Merger dua unicorn yang diperkirakan akan memiliki valuasi Rp 560 triliun
ini, tentunya menciptakan berbagai keuntungan. Bagi kedua perusahaan,
merger akan memperkuat daya saing, memperbesar lingkup ekosistem, menambah
peluang monetisasi, hingga meningkatkan sinergitas layanan. Sedangkan, bagi
negara secara umum, merger ini dapat mendorong penciptaan lapangan pekerjaan
dan memperdalam pasar keuangan Indonesia. Dibalik ingar-bingar
merger tersebut, terselip sebuah kekhawatiran, yaitu munculnya monopoli pasar
karena adanya satu perusahaan digital yang besar. Merger setidaknya dibagi
ke dalam tiga tipe. Pertama adalah merger horizontal, di mana dua perusahaan
yang bersaing dalam satu pasar, bergabung. Kedua, merger vertikal, yaitu
bergabungnya dua perusahaan dalam tahap produksi yang berbeda pada satu
rantai nilai, misalnya merger pabrik dan supplier bahan baku. Ketiga adalah
konglomerasi, di mana perusahaan yang bergabung bukanlah kompetitor ataupun
memiliki hubungan pada rantai produksi. Merger tipe ketiga ini yang terjadi
pada Gojek dan Tokopedia. Konglomerasi adalah
kondisi di mana perusahaan melakukan diversifikasi usaha ke berbagai sektor,
yang terkadang tidak ada kaitannya dengan lini usaha utamanya. Menurut OECD
(2020), hubungan produk pada konglomerasi terbagi tiga tipe, yaitu
komplementer, substitusi lemah, dan tidak berhubungan. Apabila menelaah pada
Gojek-Tokopedia, maka terdapat ketiga tipe hubungan produk. Gojek bergerak
pada ride-hailing, on-demand services, dan sistem pembayaran, sedangkan
Tokopedia bergerak pada bidang e-commerce. Layanan ride-hailing dan
pembayaran Gojek komplementer dengan e-commerce Tokopedia yang membutuhkan
sistem pembayaran dan logistik.
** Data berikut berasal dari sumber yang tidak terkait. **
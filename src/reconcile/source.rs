use std::path::Path;

use crate::assets::decode::PreparedImage;
use crate::assets::media::VideoFrameStream;
use crate::foundation::core::{Canvas, Fps};
use crate::foundation::error::ReelResult;
use crate::reconcile::plan::ClipFrames;

/// Sequential source of decoded RGBA8 frames.
pub trait FrameReader {
    /// Next frame, or `None` at end of stream.
    fn next_frame(&mut self) -> ReelResult<Option<Vec<u8>>>;
}

impl FrameReader for VideoFrameStream {
    fn next_frame(&mut self) -> ReelResult<Option<Vec<u8>>> {
        VideoFrameStream::next_frame(self)
    }
}

/// Produces exactly one image per timeline frame of a segment, following its [`ClipFrames`].
///
/// The first `play_frames` frames come from the reader; after that (or as soon as the reader
/// runs dry) the last decoded frame repeats. The reader is dropped the moment it is no longer
/// needed. If it never yields a frame, the segment's still image is used throughout.
pub struct ClipSource {
    fallback: PreparedImage,
    reader: Option<Box<dyn FrameReader>>,
    frame_w: u32,
    frame_h: u32,
    last: Option<PreparedImage>,
    play_frames: u64,
    emitted: u64,
    decoded: u64,
}

impl ClipSource {
    /// Still image for every frame.
    pub fn still(image: PreparedImage) -> Self {
        Self {
            frame_w: image.width,
            frame_h: image.height,
            fallback: image,
            reader: None,
            last: None,
            play_frames: 0,
            emitted: 0,
            decoded: 0,
        }
    }

    /// Frames of `frame_w` x `frame_h` from `reader`, with `fallback` covering a dead reader.
    pub fn from_reader(
        reader: Box<dyn FrameReader>,
        frame_w: u32,
        frame_h: u32,
        frames: ClipFrames,
        fallback: PreparedImage,
    ) -> Self {
        Self {
            fallback,
            reader: (frames.play_frames > 0).then_some(reader),
            frame_w,
            frame_h,
            last: None,
            play_frames: frames.play_frames,
            emitted: 0,
            decoded: 0,
        }
    }

    /// Open a motion clip decoded at the canvas size; an unopenable clip becomes the still.
    pub fn open_motion(
        clip: &Path,
        canvas: Canvas,
        fps: Fps,
        frames: ClipFrames,
        fallback: PreparedImage,
    ) -> Self {
        if frames.play_frames == 0 {
            return Self::still(fallback);
        }
        match VideoFrameStream::open(clip, canvas, fps, Some(frames.play_frames)) {
            Ok(stream) => Self::from_reader(
                Box::new(stream),
                canvas.width,
                canvas.height,
                frames,
                fallback,
            ),
            Err(e) => {
                tracing::warn!(clip = %clip.display(), error = %e, "motion clip unusable, using still image");
                Self::still(fallback)
            }
        }
    }

    /// Frames taken from the clip so far.
    pub fn decoded_frames(&self) -> u64 {
        self.decoded
    }

    /// Image for the next timeline frame. Never fails: decode problems degrade to holding.
    pub fn next_image(&mut self) -> PreparedImage {
        if self.emitted < self.play_frames {
            self.pull();
        }
        self.emitted += 1;
        if self.emitted >= self.play_frames {
            self.reader = None;
        }
        self.last.clone().unwrap_or_else(|| self.fallback.clone())
    }

    fn pull(&mut self) {
        let Some(reader) = self.reader.as_mut() else {
            return;
        };
        let outcome = reader.next_frame().and_then(|f| {
            f.map(|bytes| PreparedImage::from_premul(self.frame_w, self.frame_h, bytes))
                .transpose()
        });
        match outcome {
            Ok(Some(img)) => {
                self.decoded += 1;
                self.last = Some(img);
            }
            Ok(None) => {
                self.reader = None;
                if self.last.is_none() {
                    tracing::warn!("motion clip produced no frames, using still image");
                } else {
                    tracing::debug!(
                        decoded = self.decoded,
                        planned = self.play_frames,
                        "motion clip ended early, holding last frame"
                    );
                }
            }
            Err(e) => {
                self.reader = None;
                tracing::warn!(error = %e, "motion clip decode failed, holding");
            }
        }
    }
}

#[cfg(test)]
#[path = "../../tests/unit/reconcile/source.rs"]
mod tests;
Beberapa layanan dapat
dikatakan sebagai weak-substitute, di mana keduanya memiliki layanan
pembayaran tagihan. Sedangkan, sebagian besar dari layanan Gojek-Tokopedia
adalah unrelated, di mana mereka menawarkan layanan yang sangat berbeda. Konglomerasi
digital Kata “konglomerasi”
acapkali dikonotasikan secara negatif, karena seolah penguasaan pasar akan
mematikan iklim kompetisi. Hal tersebut tidak selamanya tepat. Pada dasarnya,
perusahaan digital memiliki kecenderungan menjadi konglomerasi, dengan merambah
pasar di luar bisnis intinya. Amazon yang memulai bisnis
sebagai penjual buku online, saat ini telah menjadi cloud provider terbesar
di dunia. Pada tahun 2015, sekitar
87 persen pendapatan Amazon masih berasal dari e-commerce, pada tahun 2020 hanya
sekitar 72 persen di antaranya. Hal serupa terjadi pada Alphabet, di mana
pangsa pendapatan dari iklan turun 10 persen dibandingkan 2015. Pertanyaan
mendasarnya, kenapa perusahaan digital memiliki kecenderungan menjadi
konglomerasi? Terdapat dua hal yang
mendorong kecenderungan konglomerasi perusahaan digital, yakni economics of
scope dan pemanfaatan data. Pertama, dalam ekonomi digital dikenal istilah
economics of scope dalam pengembangan produk. Artinya, karena adanya kesamaan
input produksi, perusahaan lebih untung memproduksi dua atau lebih produk di
satu perusahaan, dibanding terpisah. Pada perusahaan digital,
input produksi umumnya sama, seperti server, data, web, modal manusia,
pengetahuan hingga kreativitas dari perusahaan. Input-input tersebut pada
dasarnya dapat digunakan lagi (shareable input) untuk memproduksi berbagai
produk dan layanan. Kesamaan input ini menurunkan biaya perusahaan untuk
merambah pasar baru. Bayangkan Tokopedia yang
awalnya adalah marketplace, lalu berekspansi dengan membuka layanan
pembayaran tagihan. Untuk mengembangkan layanan ini, Tokopedia tidak perlu
memulai dari nol, karena dapat mengembangkan dari web, server, user
interface, maupun data yang relatif serupa. Kedua, pemanfaatan data.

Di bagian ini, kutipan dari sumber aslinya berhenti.